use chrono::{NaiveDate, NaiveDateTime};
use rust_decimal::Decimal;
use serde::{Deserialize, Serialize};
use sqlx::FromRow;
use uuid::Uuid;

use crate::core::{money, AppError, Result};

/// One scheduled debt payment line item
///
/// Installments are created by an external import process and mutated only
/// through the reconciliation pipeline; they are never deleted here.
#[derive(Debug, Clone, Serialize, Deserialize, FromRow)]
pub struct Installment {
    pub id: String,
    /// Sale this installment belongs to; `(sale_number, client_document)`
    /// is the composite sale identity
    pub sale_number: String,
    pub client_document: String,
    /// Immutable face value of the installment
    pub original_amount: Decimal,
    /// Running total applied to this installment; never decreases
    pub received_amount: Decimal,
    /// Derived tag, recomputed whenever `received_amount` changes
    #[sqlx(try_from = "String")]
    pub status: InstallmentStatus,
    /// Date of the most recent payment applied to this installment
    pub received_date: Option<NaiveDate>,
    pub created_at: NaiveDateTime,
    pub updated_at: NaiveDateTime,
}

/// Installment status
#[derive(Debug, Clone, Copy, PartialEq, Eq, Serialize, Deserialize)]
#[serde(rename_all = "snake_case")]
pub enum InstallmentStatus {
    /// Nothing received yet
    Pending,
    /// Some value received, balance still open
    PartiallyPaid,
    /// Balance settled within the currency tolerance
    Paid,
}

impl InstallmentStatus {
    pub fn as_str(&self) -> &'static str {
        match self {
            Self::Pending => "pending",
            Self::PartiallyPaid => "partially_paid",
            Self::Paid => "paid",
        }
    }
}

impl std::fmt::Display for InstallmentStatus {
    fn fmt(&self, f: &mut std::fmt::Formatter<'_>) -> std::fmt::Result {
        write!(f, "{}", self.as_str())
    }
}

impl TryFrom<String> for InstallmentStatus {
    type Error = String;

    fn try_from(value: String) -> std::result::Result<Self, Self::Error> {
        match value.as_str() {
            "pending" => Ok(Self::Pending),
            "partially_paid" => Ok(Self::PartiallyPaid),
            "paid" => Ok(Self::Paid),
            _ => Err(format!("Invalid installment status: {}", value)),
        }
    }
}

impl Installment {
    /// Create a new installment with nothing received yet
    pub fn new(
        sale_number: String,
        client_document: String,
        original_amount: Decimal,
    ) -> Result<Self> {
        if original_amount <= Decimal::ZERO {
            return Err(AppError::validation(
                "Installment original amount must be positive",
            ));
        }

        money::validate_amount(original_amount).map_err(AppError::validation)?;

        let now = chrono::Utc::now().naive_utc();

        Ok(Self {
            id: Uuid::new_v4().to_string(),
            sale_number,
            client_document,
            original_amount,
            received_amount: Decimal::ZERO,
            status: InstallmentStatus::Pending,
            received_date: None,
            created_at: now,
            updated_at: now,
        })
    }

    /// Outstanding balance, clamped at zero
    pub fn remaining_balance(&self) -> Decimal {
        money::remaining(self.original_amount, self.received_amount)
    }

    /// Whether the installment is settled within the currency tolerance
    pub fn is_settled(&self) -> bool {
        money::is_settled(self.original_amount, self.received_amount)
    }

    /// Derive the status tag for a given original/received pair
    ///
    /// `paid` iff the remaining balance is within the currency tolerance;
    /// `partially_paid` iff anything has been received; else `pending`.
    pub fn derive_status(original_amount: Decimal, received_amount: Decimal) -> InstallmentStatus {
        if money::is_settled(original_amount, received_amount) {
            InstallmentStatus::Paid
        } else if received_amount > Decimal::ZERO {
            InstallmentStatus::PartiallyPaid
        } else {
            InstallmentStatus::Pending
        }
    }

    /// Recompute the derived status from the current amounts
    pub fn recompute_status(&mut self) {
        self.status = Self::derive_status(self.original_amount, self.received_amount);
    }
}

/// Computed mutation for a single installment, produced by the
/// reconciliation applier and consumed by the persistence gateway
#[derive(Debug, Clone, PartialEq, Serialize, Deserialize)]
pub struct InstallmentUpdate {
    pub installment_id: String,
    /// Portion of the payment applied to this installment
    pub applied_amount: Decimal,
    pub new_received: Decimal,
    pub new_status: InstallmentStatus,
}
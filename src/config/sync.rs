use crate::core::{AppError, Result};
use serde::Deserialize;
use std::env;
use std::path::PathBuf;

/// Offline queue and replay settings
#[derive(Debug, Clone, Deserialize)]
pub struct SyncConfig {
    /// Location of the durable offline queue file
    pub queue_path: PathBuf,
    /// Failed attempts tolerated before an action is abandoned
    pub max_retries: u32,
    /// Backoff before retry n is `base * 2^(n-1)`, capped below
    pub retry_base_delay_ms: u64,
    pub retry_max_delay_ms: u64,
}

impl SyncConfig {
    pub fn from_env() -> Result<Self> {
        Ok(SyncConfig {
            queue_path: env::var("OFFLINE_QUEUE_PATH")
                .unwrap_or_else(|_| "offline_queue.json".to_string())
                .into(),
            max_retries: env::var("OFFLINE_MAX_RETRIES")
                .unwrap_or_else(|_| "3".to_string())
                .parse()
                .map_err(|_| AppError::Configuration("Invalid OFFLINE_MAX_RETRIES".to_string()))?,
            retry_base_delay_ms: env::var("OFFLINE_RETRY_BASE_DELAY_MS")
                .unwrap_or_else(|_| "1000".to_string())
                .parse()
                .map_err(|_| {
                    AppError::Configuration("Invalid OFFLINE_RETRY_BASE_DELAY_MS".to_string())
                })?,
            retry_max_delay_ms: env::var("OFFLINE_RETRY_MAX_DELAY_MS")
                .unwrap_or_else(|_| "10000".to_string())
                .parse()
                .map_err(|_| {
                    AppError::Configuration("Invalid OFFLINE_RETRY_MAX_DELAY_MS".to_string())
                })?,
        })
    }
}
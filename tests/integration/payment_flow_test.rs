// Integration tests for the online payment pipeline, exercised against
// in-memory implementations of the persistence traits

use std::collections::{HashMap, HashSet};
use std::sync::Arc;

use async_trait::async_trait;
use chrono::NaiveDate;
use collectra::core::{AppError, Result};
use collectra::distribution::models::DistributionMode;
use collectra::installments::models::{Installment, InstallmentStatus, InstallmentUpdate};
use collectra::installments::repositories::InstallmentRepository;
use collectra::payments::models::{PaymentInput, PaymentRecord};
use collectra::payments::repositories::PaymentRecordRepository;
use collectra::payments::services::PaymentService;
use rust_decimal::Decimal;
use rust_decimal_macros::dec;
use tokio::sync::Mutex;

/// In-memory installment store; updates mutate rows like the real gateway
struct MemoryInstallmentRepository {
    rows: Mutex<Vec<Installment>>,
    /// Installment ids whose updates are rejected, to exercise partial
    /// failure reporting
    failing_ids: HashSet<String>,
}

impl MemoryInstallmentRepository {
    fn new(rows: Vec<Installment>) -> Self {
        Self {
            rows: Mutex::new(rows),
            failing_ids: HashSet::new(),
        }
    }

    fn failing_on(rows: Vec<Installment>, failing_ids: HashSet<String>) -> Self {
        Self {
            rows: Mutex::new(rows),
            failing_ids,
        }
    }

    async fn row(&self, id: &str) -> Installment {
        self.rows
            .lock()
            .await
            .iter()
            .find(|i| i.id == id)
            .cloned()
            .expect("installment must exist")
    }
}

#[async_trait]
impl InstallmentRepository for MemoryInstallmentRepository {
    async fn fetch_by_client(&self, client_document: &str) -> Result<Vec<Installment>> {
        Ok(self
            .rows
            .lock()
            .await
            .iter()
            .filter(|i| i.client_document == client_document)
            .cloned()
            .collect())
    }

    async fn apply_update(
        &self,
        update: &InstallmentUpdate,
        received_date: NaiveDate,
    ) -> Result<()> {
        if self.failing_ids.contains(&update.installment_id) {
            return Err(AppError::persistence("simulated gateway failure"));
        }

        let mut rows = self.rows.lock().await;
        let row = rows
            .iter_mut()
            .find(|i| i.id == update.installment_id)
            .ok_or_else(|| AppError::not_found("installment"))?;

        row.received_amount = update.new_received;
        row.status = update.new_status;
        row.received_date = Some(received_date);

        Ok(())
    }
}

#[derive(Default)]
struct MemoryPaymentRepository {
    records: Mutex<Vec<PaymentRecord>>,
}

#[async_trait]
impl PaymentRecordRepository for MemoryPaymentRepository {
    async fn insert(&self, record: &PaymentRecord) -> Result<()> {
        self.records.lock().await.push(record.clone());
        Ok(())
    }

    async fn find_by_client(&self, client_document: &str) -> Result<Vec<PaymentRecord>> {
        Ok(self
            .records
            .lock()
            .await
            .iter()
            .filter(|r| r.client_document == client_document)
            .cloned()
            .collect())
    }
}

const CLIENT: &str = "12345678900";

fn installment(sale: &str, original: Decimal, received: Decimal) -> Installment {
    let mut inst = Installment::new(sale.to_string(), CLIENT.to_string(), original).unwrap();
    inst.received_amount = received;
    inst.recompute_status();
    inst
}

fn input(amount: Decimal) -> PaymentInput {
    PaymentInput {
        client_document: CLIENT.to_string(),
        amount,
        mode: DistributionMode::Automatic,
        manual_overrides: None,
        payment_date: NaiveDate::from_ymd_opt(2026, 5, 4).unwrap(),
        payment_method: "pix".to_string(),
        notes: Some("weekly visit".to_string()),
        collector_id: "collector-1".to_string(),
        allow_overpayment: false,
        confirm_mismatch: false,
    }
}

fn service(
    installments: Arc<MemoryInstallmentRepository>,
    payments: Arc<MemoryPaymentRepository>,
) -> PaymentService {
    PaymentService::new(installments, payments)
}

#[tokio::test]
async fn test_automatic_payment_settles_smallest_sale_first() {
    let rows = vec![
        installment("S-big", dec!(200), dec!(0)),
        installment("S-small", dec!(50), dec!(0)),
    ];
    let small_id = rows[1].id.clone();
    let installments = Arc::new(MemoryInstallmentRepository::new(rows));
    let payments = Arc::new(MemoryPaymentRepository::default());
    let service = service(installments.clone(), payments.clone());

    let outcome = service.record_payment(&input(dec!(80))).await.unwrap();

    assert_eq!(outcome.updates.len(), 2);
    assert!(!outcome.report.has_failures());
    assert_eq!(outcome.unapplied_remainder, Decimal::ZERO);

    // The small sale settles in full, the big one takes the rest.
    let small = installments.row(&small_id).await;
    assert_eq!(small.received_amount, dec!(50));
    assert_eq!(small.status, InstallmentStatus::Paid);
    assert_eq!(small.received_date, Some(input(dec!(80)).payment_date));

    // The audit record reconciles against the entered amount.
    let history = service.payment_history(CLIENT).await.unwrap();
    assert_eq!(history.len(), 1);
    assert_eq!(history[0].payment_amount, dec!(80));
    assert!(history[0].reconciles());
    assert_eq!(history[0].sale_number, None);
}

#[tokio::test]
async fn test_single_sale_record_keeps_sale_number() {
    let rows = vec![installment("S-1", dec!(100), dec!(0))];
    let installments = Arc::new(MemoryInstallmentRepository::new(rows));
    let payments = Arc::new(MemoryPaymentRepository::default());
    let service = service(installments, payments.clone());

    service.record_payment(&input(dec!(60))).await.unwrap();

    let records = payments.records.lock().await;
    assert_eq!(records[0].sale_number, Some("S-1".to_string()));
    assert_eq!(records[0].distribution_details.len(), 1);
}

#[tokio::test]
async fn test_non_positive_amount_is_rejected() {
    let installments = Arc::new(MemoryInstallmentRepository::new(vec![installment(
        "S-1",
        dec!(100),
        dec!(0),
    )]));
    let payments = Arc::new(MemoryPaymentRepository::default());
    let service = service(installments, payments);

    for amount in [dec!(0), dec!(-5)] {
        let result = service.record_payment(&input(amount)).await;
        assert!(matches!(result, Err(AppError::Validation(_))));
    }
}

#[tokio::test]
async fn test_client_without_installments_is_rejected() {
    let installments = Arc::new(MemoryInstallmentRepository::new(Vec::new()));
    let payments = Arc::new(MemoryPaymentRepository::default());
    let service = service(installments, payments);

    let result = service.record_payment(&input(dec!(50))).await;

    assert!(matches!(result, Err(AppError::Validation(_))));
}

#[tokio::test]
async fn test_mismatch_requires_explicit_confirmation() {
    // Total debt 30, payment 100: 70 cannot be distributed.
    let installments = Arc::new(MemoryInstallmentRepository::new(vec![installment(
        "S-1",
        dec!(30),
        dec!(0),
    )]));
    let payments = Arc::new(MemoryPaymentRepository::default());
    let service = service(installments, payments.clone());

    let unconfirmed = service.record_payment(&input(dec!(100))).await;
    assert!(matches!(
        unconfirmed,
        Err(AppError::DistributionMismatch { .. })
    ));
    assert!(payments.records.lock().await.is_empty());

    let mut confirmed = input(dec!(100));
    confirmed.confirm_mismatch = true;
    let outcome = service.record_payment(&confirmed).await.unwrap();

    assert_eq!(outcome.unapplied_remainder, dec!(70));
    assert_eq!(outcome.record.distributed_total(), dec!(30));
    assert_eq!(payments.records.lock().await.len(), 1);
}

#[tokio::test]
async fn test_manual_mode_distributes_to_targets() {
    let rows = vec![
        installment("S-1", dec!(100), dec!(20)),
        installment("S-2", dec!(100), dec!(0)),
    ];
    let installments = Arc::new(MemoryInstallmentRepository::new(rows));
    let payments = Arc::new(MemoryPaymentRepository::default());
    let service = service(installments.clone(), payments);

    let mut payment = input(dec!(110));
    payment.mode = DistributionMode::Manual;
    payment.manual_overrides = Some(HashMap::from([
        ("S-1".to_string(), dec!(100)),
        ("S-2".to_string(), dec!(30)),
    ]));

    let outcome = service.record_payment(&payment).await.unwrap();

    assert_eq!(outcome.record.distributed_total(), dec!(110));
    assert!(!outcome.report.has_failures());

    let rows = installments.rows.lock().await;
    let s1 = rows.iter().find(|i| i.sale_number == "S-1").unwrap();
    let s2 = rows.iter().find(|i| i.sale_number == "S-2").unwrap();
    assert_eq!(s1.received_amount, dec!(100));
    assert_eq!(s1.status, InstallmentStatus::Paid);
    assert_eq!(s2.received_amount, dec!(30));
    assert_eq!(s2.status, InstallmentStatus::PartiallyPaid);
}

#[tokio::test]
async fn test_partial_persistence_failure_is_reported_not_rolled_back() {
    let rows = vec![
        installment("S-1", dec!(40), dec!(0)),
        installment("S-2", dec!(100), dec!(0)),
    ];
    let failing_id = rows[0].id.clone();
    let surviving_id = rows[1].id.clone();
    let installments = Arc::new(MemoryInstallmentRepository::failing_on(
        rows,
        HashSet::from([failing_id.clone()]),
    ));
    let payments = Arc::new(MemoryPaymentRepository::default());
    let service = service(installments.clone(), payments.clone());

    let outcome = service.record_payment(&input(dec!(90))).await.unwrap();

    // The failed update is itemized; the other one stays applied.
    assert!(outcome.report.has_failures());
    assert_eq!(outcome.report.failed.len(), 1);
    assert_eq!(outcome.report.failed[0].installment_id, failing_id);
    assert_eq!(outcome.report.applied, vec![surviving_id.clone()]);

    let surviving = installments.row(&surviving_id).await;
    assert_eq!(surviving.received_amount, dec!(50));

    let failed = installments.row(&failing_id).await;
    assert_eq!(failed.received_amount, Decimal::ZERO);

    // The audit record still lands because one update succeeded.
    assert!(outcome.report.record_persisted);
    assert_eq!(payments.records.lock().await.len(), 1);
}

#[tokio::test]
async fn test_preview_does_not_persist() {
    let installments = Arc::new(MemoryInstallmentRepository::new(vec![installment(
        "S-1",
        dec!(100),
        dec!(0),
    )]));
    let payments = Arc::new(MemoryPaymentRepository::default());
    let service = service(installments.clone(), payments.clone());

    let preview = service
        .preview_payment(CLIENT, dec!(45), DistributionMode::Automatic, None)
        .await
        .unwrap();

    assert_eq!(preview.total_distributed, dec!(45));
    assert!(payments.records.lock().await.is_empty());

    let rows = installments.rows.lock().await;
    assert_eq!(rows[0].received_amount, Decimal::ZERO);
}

## Requirement
Repeat, word for word, the lines from the opening of the material through the line containing "and mutated only".

## Result
use chrono::{NaiveDate, NaiveDateTime};
use rust_decimal::Decimal;
use serde::{Deserialize, Serialize};
use sqlx::FromRow;
use uuid::Uuid;

use crate::core::{money, AppError, Result};

/// One scheduled debt payment line item
///
/// Installments are created by an external import process and mutated only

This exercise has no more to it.